Common setup for Question 6:
Given: \( x+y \propto x-y \)
\[\begin{array}{l} \Rightarrow x+y = k(x-y) \quad \text{[where } k \text{ is a non-zero variation constant]} \\ \Rightarrow \frac{x+y}{x-y} = k \end{array}\]Applying componendo and dividendo:
\[\begin{array}{l} \frac{(x+y) + (x-y)}{(x+y) - (x-y)} = \frac{k+1}{k-1} \\ \Rightarrow \frac{2x}{2y} = \frac{k+1}{k-1} \\ \Rightarrow \frac{x}{y} = \frac{k+1}{k-1} \end{array}\]Let \( \frac{k+1}{k-1} = m \) (where \( m \) is another non-zero constant). Then, \( x = my \).
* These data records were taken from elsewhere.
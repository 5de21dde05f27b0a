mod cli;
mod commands;
mod render;

use std::process::ExitCode;

use clap::Parser;

use authprobe_client::{ApiClient, Session, TokenErrorMatcher};
use authprobe_store::TokenStore;

use cli::{Cli, Command, TokenAction};

fn open_store(cli: &Cli) -> anyhow::Result<TokenStore> {
    match &cli.token_file {
        Some(path) => Ok(TokenStore::at(path.clone())),
        None => Ok(TokenStore::open_default()?),
    }
}

#[tokio::main]
async fn main() -> anyhow::Result<ExitCode> {
    authprobe_observability::init();

    let cli = Cli::parse();
    let client = ApiClient::new(cli.api_url.clone());
    let store = open_store(&cli)?;
    let matcher = TokenErrorMatcher::default();

    let ok = match cli.command {
        Command::Health => commands::auth::health(&client).await,

        Command::Register {
            username,
            email,
            password,
        } => commands::auth::register(&client, username, email, password).await,

        Command::Login {
            credential,
            password,
        } => {
            let mut session = Session::load(store);
            commands::auth::login(&client, &mut session, credential, password).await?
        }

        Command::Profile => {
            let mut session = Session::load(store);
            commands::auth::profile(&client, &mut session, &matcher).await
        }

        Command::Verify => {
            let mut session = Session::load(store);
            commands::auth::verify(&client, &mut session, &matcher).await
        }

        Command::Logout => {
            let mut session = Session::load(store);
            commands::auth::logout(&client, &mut session).await
        }

        Command::ForgotPassword { email } => commands::password::forgot(&client, email).await,

        Command::ResetPassword {
            reset_token,
            new_password,
        } => commands::password::reset(&client, reset_token, new_password).await,

        Command::ChangePassword {
            current_password,
            new_password,
        } => {
            let mut session = Session::load(store);
            commands::password::change(&client, &mut session, &matcher, current_password, new_password)
                .await
        }

        Command::Token { action } => match action {
            TokenAction::Diagnose { token } => commands::token::diagnose(&store, token),
            TokenAction::Check => commands::token::check(&store),
            TokenAction::Clear => commands::token::clear(&store),
        },

        Command::QuickTest => {
            let mut session = Session::load(store);
            commands::quick_test::run(&client, &mut session, &matcher).await?
        }

        Command::Watch { interval } => {
            commands::watch::run(&client, interval).await;
            true
        }
    };

    Ok(if ok {
        ExitCode::SUCCESS
    } else {
        ExitCode::FAILURE
    })
}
We will use \( x = my \) to prove the parts of Question 6.
Proof:
We substitute \( x = my \) in the expression \( \frac{x^2+y^2}{xy} \):
\[\begin{array}{l} \frac{x^2+y^2}{xy} = \frac{(my)^2 + y^2}{(my)y} \\ = \frac{m^2y^2 + y^2}{my^2} \\ = \frac{y^2(m^2 + 1)}{my^2} \\ = \frac{m^2 + 1}{m} \end{array}\]Since \( m \) is a constant, \( \frac{m^2 + 1}{m} \) is also a constant. Let it be \( k_1 \).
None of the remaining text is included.